======== Data for this exercise
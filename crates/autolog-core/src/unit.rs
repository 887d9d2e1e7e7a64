//! Generated unit model.
//!
//! A [`GeneratedUnit`] is the language-neutral description of one derived
//! `<Name>AutoLogged` class. It is built once by [`emit`](crate::emit()) and
//! never mutated; renderers turn it into Rust tokens or Kotlin source.

use crate::classify::CodecTag;
use std::path::{Path, PathBuf};

/// Capability the generated class must satisfy.
#[derive(Debug, Clone, Copy, PartialEq, Eq, Hash)]
pub enum Capability {
    /// Exposes `toLog` / `fromLog` against a log table.
    LoggableInputs,
    /// Exposes `clone`, returning the generated type.
    Cloneable,
}

/// How a field is carried over into a clone.
#[derive(Debug, Clone, Copy, PartialEq, Eq, Hash)]
pub enum CopyMode {
    /// The value is copied as is.
    Value,
    /// List contents are copied into a new list, so the clone never aliases the original.
    Contents,
}

impl CopyMode {
    pub fn for_tag(tag: CodecTag) -> Self {
        if tag.is_list() {
            CopyMode::Contents
        } else {
            CopyMode::Value
        }
    }
}

/// Names generated code uses to reach one field.
#[derive(Debug, Clone, PartialEq, Eq)]
pub struct FieldRef {
    /// Logical field name.
    pub name: String,
    /// Member identifier for direct access.
    pub member: String,
    /// `get<Name>` accessor.
    pub getter: String,
    /// `set<Name>` accessor.
    pub setter: String,
}

/// One generated statement.
#[derive(Debug, Clone, PartialEq, Eq)]
pub enum Statement {
    /// Store the field's value under `key`.
    Put {
        key: String,
        field: FieldRef,
        tag: CodecTag,
    },
    /// Read `key` back into the field, keeping the current value when absent.
    Get {
        key: String,
        field: FieldRef,
        tag: CodecTag,
    },
    /// Copy the field into the new instance.
    Copy {
        field: FieldRef,
        tag: CodecTag,
        mode: CopyMode,
    },
}

impl Statement {
    pub fn field(&self) -> &FieldRef {
        match self {
            Statement::Put { field, .. }
            | Statement::Get { field, .. }
            | Statement::Copy { field, .. } => field,
        }
    }

    pub fn tag(&self) -> CodecTag {
        match self {
            Statement::Put { tag, .. } | Statement::Get { tag, .. } | Statement::Copy { tag, .. } => {
                *tag
            }
        }
    }
}

/// A complete derived class definition.
#[derive(Debug, Clone, PartialEq, Eq)]
pub struct GeneratedUnit {
    pub(crate) namespace: String,
    pub(crate) name: String,
    pub(crate) base: String,
    pub(crate) origin: Option<PathBuf>,
    pub(crate) to_log: Vec<Statement>,
    pub(crate) from_log: Vec<Statement>,
    pub(crate) clone: Vec<Statement>,
}

impl GeneratedUnit {
    /// Namespace shared with the base class.
    pub fn namespace(&self) -> &str {
        &self.namespace
    }

    /// Generated class name (`<Base>AutoLogged`).
    pub fn name(&self) -> &str {
        &self.name
    }

    /// Simple name of the base class.
    pub fn base(&self) -> &str {
        &self.base
    }

    /// Fully qualified generated class name.
    pub fn qualified_name(&self) -> String {
        if self.namespace.is_empty() {
            self.name.clone()
        } else {
            format!("{}.{}", self.namespace, self.name)
        }
    }

    pub fn capabilities(&self) -> [Capability; 2] {
        [Capability::LoggableInputs, Capability::Cloneable]
    }

    /// Source file of the base class, for regenerate-on-change tracking.
    pub fn origin(&self) -> Option<&Path> {
        self.origin.as_deref()
    }

    /// Serialize body.
    pub fn to_log(&self) -> &[Statement] {
        &self.to_log
    }

    /// Deserialize body.
    pub fn from_log(&self) -> &[Statement] {
        &self.from_log
    }

    /// Clone body.
    pub fn clone_body(&self) -> &[Statement] {
        &self.clone
    }

    /// Log keys in emission order.
    pub fn log_keys(&self) -> Vec<&str> {
        self.to_log
            .iter()
            .filter_map(|s| match s {
                Statement::Put { key, .. } => Some(key.as_str()),
                _ => None,
            })
            .collect()
    }
}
================
Requirement
Could every entry be given again exactly, with no line skipped?

Exercise result
filename crates/autolog-core/src/unit.rs
repository 887d9d2e1e7e7a64
//! Generated unit model.
//!
//! A [`GeneratedUnit`] is the language-neutral description of one derived
//! `<Name>AutoLogged` class. It is built once by [`emit`](crate::emit()) and
//! never mutated; renderers turn it into Rust tokens or Kotlin source.

use crate::classify::CodecTag;
use std::path::{Path, PathBuf};

/// Capability the generated class must satisfy.
#[derive(Debug, Clone, Copy, PartialEq, Eq, Hash)]
pub enum Capability {
    /// Exposes `toLog` / `fromLog` against a log table.
    LoggableInputs,
    /// Exposes `clone`, returning the generated type.
    Cloneable,
}

/// How a field is carried over into a clone.
#[derive(Debug, Clone, Copy, PartialEq, Eq, Hash)]
pub enum CopyMode {
    /// The value is copied as is.
    Value,
    /// List contents are copied into a new list, so the clone never aliases the original.
    Contents,
}

impl CopyMode {
    pub fn for_tag(tag: CodecTag) -> Self {
        if tag.is_list() {
            CopyMode::Contents
        } else {
            CopyMode::Value
        }
    }
}

/// Names generated code uses to reach one field.
#[derive(Debug, Clone, PartialEq, Eq)]
pub struct FieldRef {
    /// Logical field name.
    pub name: String,
    /// Member identifier for direct access.
    pub member: String,
    /// `get<Name>` accessor.
    pub getter: String,
    /// `set<Name>` accessor.
    pub setter: String,
}

/// One generated statement.
#[derive(Debug, Clone, PartialEq, Eq)]
pub enum Statement {
    /// Store the field's value under `key`.
    Put {
        key: String,
        field: FieldRef,
        tag: CodecTag,
    },
    /// Read `key` back into the field, keeping the current value when absent.
    Get {
        key: String,
        field: FieldRef,
        tag: CodecTag,
    },
    /// Copy the field into the new instance.
    Copy {
        field: FieldRef,
        tag: CodecTag,
        mode: CopyMode,
    },
}

impl Statement {
    pub fn field(&self) -> &FieldRef {
        match self {
            Statement::Put { field, .. }
            | Statement::Get { field, .. }
            | Statement::Copy { field, .. } => field,
        }
    }

    pub fn tag(&self) -> CodecTag {
        match self {
            Statement::Put { tag, .. } | Statement::Get { tag, .. } | Statement::Copy { tag, .. } => {
                *tag
            }
        }
    }
}

/// A complete derived class definition.
#[derive(Debug, Clone, PartialEq, Eq)]
pub struct GeneratedUnit {
    pub(crate) namespace: String,
    pub(crate) name: String,
    pub(crate) base: String,
    pub(crate) origin: Option<PathBuf>,
    pub(crate) to_log: Vec<Statement>,
    pub(crate) from_log: Vec<Statement>,
    pub(crate) clone: Vec<Statement>,
}

impl GeneratedUnit {
    /// Namespace shared with the base class.
    pub fn namespace(&self) -> &str {
        &self.namespace
    }

    /// Generated class name (`<Base>AutoLogged`).
    pub fn name(&self) -> &str {
        &self.name
    }

    /// Simple name of the base class.
    pub fn base(&self) -> &str {
        &self.base
    }

    /// Fully qualified generated class name.
    pub fn qualified_name(&self) -> String {
        if self.namespace.is_empty() {
            self.name.clone()
        } else {
            format!("{}.{}", self.namespace, self.name)
        }
    }

    pub fn capabilities(&self) -> [Capability; 2] {
        [Capability::LoggableInputs, Capability::Cloneable]
    }

    /// Source file of the base class, for regenerate-on-change tracking.
    pub fn origin(&self) -> Option<&Path> {
        self.origin.as_deref()
    }

    /// Serialize body.
    pub fn to_log(&self) -> &[Statement] {
        &self.to_log
    }

    /// Deserialize body.
    pub fn from_log(&self) -> &[Statement] {
        &self.from_log
    }

    /// Clone body.
    pub fn clone_body(&self) -> &[Statement] {
        &self.clone
    }

    /// Log keys in emission order.
    pub fn log_keys(&self) -> Vec<&str> {
        self.to_log
            .iter()
            .filter_map(|s| match s {
                Statement::Put { key, .. } => Some(key.as_str()),
                _ => None,
            })
            .collect()
    }
}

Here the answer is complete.